_YOUR INSTRUCTIONS_
Each entry below has to be written out again exactly.

_RECORDS SHOWN_
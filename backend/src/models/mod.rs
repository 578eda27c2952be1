//! Domain models for the Monte Carlo pipeline

pub mod messages;
pub mod model;

// Re-exports
pub use messages::{ModelRecord, ResultMessage, Scenario};
pub use model::{ModelFile, VariableSpec};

_ANSWER SPACE_
filename backend/src/models/mod.rs
repository 578eda27c2952be1
//! Domain models for the Monte Carlo pipeline

pub mod messages;
pub mod model;

// Re-exports
pub use messages::{ModelRecord, ResultMessage, Scenario};
pub use model::{ModelFile, VariableSpec};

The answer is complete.